CA Toulouse, 2e ch. sect. 2, 10 février 2000, n° 1998-04888

TOULOUSE

Arrêt

Infirmation

PARTIES

Demandeur :

Le Store Circelli (EURL)

Défendeur :

Mariotti (ès qual.), Anaconba France (SARL)

COMPOSITION DE LA JURIDICTION

Président :

M. Brignol

Conseillers :

MM. Coleno, Vergne

Avoués :

SCP Nidecker-Prieu, SCP Sorel-Dessart-Sorel

Avocats :

SCP Larroque, Rey, Mellorat Birkhol, SCP Lassus, Ndome-Manga-Lassus.

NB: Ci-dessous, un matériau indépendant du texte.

//! Runtime status assembly.
//!
//! [`StatusService::status`] gathers readiness facts and deprecation
//! warnings from its collaborators, turns them into conditions and, for
//! verbose requests, attaches the effective configuration. A failed
//! introspection call fails the whole request; no partial report is built.

use crate::condition::{RuntimeCondition, deprecation_condition, readiness_conditions};
use crate::config::{CriConfig, RuntimeConfigSnapshot, RuntimeHandlerConfig};
use crate::error::{CriError, Result};
use crate::image::DynPinnedImages;
use crate::introspection::DynIntrospection;
use crate::probe::DynHealthProbe;
use arcbox_constants::{images::SANDBOX_PIN_KEY, status};
use serde::{Deserialize, Serialize};
use std::collections::BTreeMap;
use std::sync::Arc;
use tracing::{debug, warn};

/// Status request.
#[derive(Debug, Clone, Copy, Default, PartialEq, Eq, Serialize, Deserialize)]
pub struct StatusRequest {
    /// Include the `info` map in the report.
    pub verbose: bool,
}

impl StatusRequest {
    /// A verbose request.
    #[must_use]
    pub const fn verbose() -> Self {
        Self { verbose: true }
    }
}

/// Features advertised by a runtime handler.
#[derive(Debug, Clone, Copy, Default, PartialEq, Eq, Serialize, Deserialize)]
#[serde(rename_all = "camelCase")]
pub struct RuntimeHandlerFeatures {
    /// Recursive read-only mounts are supported.
    pub recursive_read_only_mounts: bool,
    /// User namespaces are supported.
    pub user_namespaces: bool,
}

/// A runtime handler available to pods.
#[derive(Debug, Clone, PartialEq, Eq, Serialize, Deserialize)]
pub struct RuntimeHandler {
    /// Handler name. Empty for the default handler.
    pub name: String,
    /// Supported features.
    pub features: RuntimeHandlerFeatures,
}

impl RuntimeHandler {
    fn from_config(name: impl Into<String>, config: &RuntimeHandlerConfig) -> Self {
        Self {
            name: name.into(),
            features: RuntimeHandlerFeatures {
                recursive_read_only_mounts: config.recursive_read_only_mounts,
                user_namespaces: config.user_namespaces,
            },
        }
    }
}

/// Runtime status report.
#[derive(Debug, Clone, Default, PartialEq, Eq, Serialize, Deserialize)]
#[serde(rename_all = "camelCase")]
pub struct RuntimeStatusReport {
    /// Conditions in fixed order: runtime, network, deprecations.
    pub conditions: Vec<RuntimeCondition>,
    /// Default handler first, then configured handlers by name.
    pub runtime_handlers: Vec<RuntimeHandler>,
    /// Extra information. Empty unless the request was verbose.
    pub info: BTreeMap<String, String>,
}

impl RuntimeStatusReport {
    /// Returns true if every condition is healthy.
    #[must_use]
    pub fn is_healthy(&self) -> bool {
        self.conditions.iter().all(RuntimeCondition::is_healthy)
    }

    /// Parses the configuration snapshot from the `config` info entry.
    ///
    /// Returns `None` for non-verbose reports.
    ///
    /// # Errors
    ///
    /// Returns an error if the entry is not a valid snapshot.
    pub fn config(&self) -> Result<Option<RuntimeConfigSnapshot>> {
        self.info
            .get(status::INFO_CONFIG)
            .map(|raw| {
                serde_json::from_str(raw).map_err(|e| CriError::serialization("runtime config", e))
            })
            .transpose()
    }
}

/// CRI status service.
pub struct StatusService {
    config: Arc<CriConfig>,
    introspection: DynIntrospection,
    images: DynPinnedImages,
    network: Option<DynHealthProbe>,
    runtime: Option<DynHealthProbe>,
}

impl StatusService {
    /// Creates a status service. Readiness probes default to always ready.
    #[must_use]
    pub fn new(
        config: Arc<CriConfig>,
        introspection: DynIntrospection,
        images: DynPinnedImages,
    ) -> Self {
        Self {
            config,
            introspection,
            images,
            network: None,
            runtime: None,
        }
    }

    /// Sets the pod network readiness probe.
    #[must_use]
    pub fn with_network_probe(mut self, probe: DynHealthProbe) -> Self {
        self.network = Some(probe);
        self
    }

    /// Sets the runtime readiness probe.
    #[must_use]
    pub fn with_runtime_probe(mut self, probe: DynHealthProbe) -> Self {
        self.runtime = Some(probe);
        self
    }

    /// Returns the configuration.
    #[must_use]
    pub fn config(&self) -> &CriConfig {
        &self.config
    }

    /// Returns the effective sandbox image: the `"sandbox"` pin if present,
    /// otherwise the configured default.
    #[must_use]
    pub fn sandbox_image(&self) -> String {
        match self.images.pinned_image(SANDBOX_PIN_KEY) {
            Some(image) => {
                debug!(image = %image, "using pinned sandbox image");
                image
            }
            None => self.config.sandbox_image.clone(),
        }
    }

    /// Returns the effective configuration snapshot.
    #[must_use]
    pub fn config_snapshot(&self) -> RuntimeConfigSnapshot {
        self.config.snapshot(self.sandbox_image())
    }

    /// Builds the runtime status report.
    ///
    /// # Errors
    ///
    /// Returns [`CriError::Dependency`] if the introspection service fails and
    /// [`CriError::Serialization`] if part of the report cannot be encoded.
    pub async fn status(&self, request: &StatusRequest) -> Result<RuntimeStatusReport> {
        let network_status = check_probe("network", self.network.as_ref()).await;
        let runtime_status = check_probe("runtime", self.runtime.as_ref()).await;

        let server = self
            .introspection
            .server()
            .await
            .map_err(|e| CriError::dependency("introspection server", e))?;

        let mut conditions = readiness_conditions(network_status.is_ok(), runtime_status.is_ok());
        let deprecations = deprecation_condition(
            &server.deprecations,
            self.config.ignored_deprecation_warnings.as_slice(),
        )?;
        if !deprecations.is_healthy() {
            warn!(warnings = %deprecations.message, "runtime has active deprecation warnings");
        }
        conditions.push(deprecations);

        let mut info = BTreeMap::new();
        if request.verbose {
            let config = serde_json::to_string(&self.config_snapshot())
                .map_err(|e| CriError::serialization("runtime config", e))?;
            let version = serde_json::to_string(env!("CARGO_PKG_VERSION"))
                .map_err(|e| CriError::serialization("version", e))?;
            let cni_status = network_status
                .err()
                .unwrap_or_else(|| status::CNI_LOAD_STATUS_OK.to_string());

            info.insert(status::INFO_CONFIG.to_string(), config);
            info.insert(status::INFO_VERSION.to_string(), version);
            info.insert(status::INFO_LAST_CNI_LOAD_STATUS.to_string(), cni_status);
        }

        let report = RuntimeStatusReport {
            conditions,
            runtime_handlers: self.runtime_handlers(),
            info,
        };
        debug!(
            verbose = request.verbose,
            healthy = report.is_healthy(),
            conditions = report.conditions.len(),
            "assembled runtime status"
        );
        Ok(report)
    }

    fn runtime_handlers(&self) -> Vec<RuntimeHandler> {
        let default = self
            .config
            .runtimes
            .get(&self.config.default_runtime_name)
            .map(|runtime| RuntimeHandler::from_config("", runtime));

        default
            .into_iter()
            .chain(
                self.config
                    .runtimes
                    .iter()
                    .map(|(name, runtime)| RuntimeHandler::from_config(name.as_str(), runtime)),
            )
            .collect()
    }
}

/// Runs an optional probe. A missing probe counts as ready; a failure is
/// returned as its message.
async fn check_probe(
    name: &'static str,
    probe: Option<&DynHealthProbe>,
) -> std::result::Result<(), String> {
    let Some(probe) = probe else {
        return Ok(());
    };
    probe.check().await.map_err(|e| {
        warn!(probe = name, error = %e, "readiness check failed");
        e.to_string()
    })
}
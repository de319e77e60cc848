//! Error types for runtime status reporting.

use arcbox_error::CommonError;
use thiserror::Error;

/// Result type alias for status operations.
pub type Result<T> = std::result::Result<T, CriError>;

/// Errors that can occur while assembling a runtime status report.
#[derive(Debug, Error)]
pub enum CriError {
    /// A collaborator call failed. The whole request fails with it.
    #[error("{operation} failed: {source}")]
    Dependency {
        /// Collaborator call that failed.
        operation: &'static str,
        /// Error reported by the collaborator.
        #[source]
        source: CommonError,
    },

    /// Part of the report could not be encoded.
    #[error("failed to encode {what}: {source}")]
    Serialization {
        /// What was being encoded.
        what: &'static str,
        /// Encoder error.
        #[source]
        source: serde_json::Error,
    },

    /// Invalid configuration.
    #[error("configuration error: {0}")]
    Config(String),

    /// Common errors (I/O, etc.).
    #[error(transparent)]
    Common(#[from] CommonError),
}

impl CriError {
    /// Wraps a collaborator failure with the name of the failed call.
    #[must_use]
    pub const fn dependency(operation: &'static str, source: CommonError) -> Self {
        Self::Dependency { operation, source }
    }

    /// Wraps an encoder failure with the name of the encoded value.
    #[must_use]
    pub const fn serialization(what: &'static str, source: serde_json::Error) -> Self {
        Self::Serialization { what, source }
    }

    /// Creates a new configuration error.
    #[must_use]
    pub fn config(msg: impl Into<String>) -> Self {
        Self::Config(msg.into())
    }

    /// Returns true if a collaborator call failed.
    #[must_use]
    pub const fn is_dependency(&self) -> bool {
        matches!(self, Self::Dependency { .. })
    }
}

impl From<figment::Error> for CriError {
    fn from(err: figment::Error) -> Self {
        Self::Config(err.to_string())
    }
}
//! Common error types for `ArcBox`.
//!
//! Collaborators consumed by the runtime status service (introspection,
//! image pinning, health probes) report failures through [`CommonError`].
//! Higher layers wrap it with the context of the call that failed.
//!
//! # Usage
//!
//! ```rust
//! use arcbox_error::CommonError;
//!
//! fn introspect() -> Result<(), CommonError> {
//!     Err(CommonError::unavailable("introspection service"))
//! }
//!
//! assert!(introspect().unwrap_err().is_unavailable());
//! ```

mod common;

pub use common::CommonError;

/// Result type alias using `CommonError`.
pub type Result<T> = std::result::Result<T, CommonError>;
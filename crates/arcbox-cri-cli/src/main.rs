//! ArcBox CRI CLI - runtime status and configuration inspection.

use anyhow::Result;
use clap::Parser;
use tracing_subscriber::{layer::SubscriberExt, util::SubscriberInitExt};

mod commands;

use commands::{Cli, Commands};

#[tokio::main]
async fn main() -> Result<()> {
    let cli = Cli::parse();

    let filter = if cli.debug {
        "arcbox_cri=debug,arcbox_cri_cli=debug"
    } else {
        "arcbox_cri=info"
    };

    // Logs go to stderr so stdout stays machine-readable.
    tracing_subscriber::registry()
        .with(
            tracing_subscriber::EnvFilter::try_from_default_env().unwrap_or_else(|_| filter.into()),
        )
        .with(
            tracing_subscriber::fmt::layer()
                .with_target(false)
                .with_writer(std::io::stderr),
        )
        .init();

    let config = commands::load_config(cli.config.as_deref())?;

    match cli.command {
        Commands::Status(args) => commands::status::execute(config, args).await,
        Commands::Config => commands::config::execute(&config),
    }
}
#![no_std]

pub mod images;
pub mod status;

T. com. Montauban, du 9 sept. 1998

9 septembre 1998

FAITS ET PROCEDURE

Suivant bon de commande en date du 21 novembre 1996, l'EURL Le Store Circelli a souscrit auprès de la SARL Anaconba à une double insertion publicitaire dans l'" annuaire bleu " du Tarn et Garonne de mars 1997, annuaire téléphonique distribué gratuitement à domicile et dans les entreprises par La Poste, pour le prix de 63 893,88 F TTC.

En paiement, elle a remis un chèque de 13 893,88 F, une lettre de change de 17 500 F au 20.03.97, et deux lettres de change de 16 250 F chacune aux 20.04 et 20.05.97.

Constatant que la parution n'était pas faite au mois de mars 1997, l'EURL Le Store Circelli a bloqué le paiement des deux derniers effets.

Suivant acte d'huissier en date du 12 juin 1997, l'EURL Le Store Circelli a fait citer la SARL Anaconba France devant le Tribunal de commerce de Montauban en résolution du contrat et dommages-intérêts.

L'annuaire a été reçu par le centre de diffusion de La Poste le 3 juillet 1997 et distribué entre le 11 et le 18 juillet 1997 sur le département.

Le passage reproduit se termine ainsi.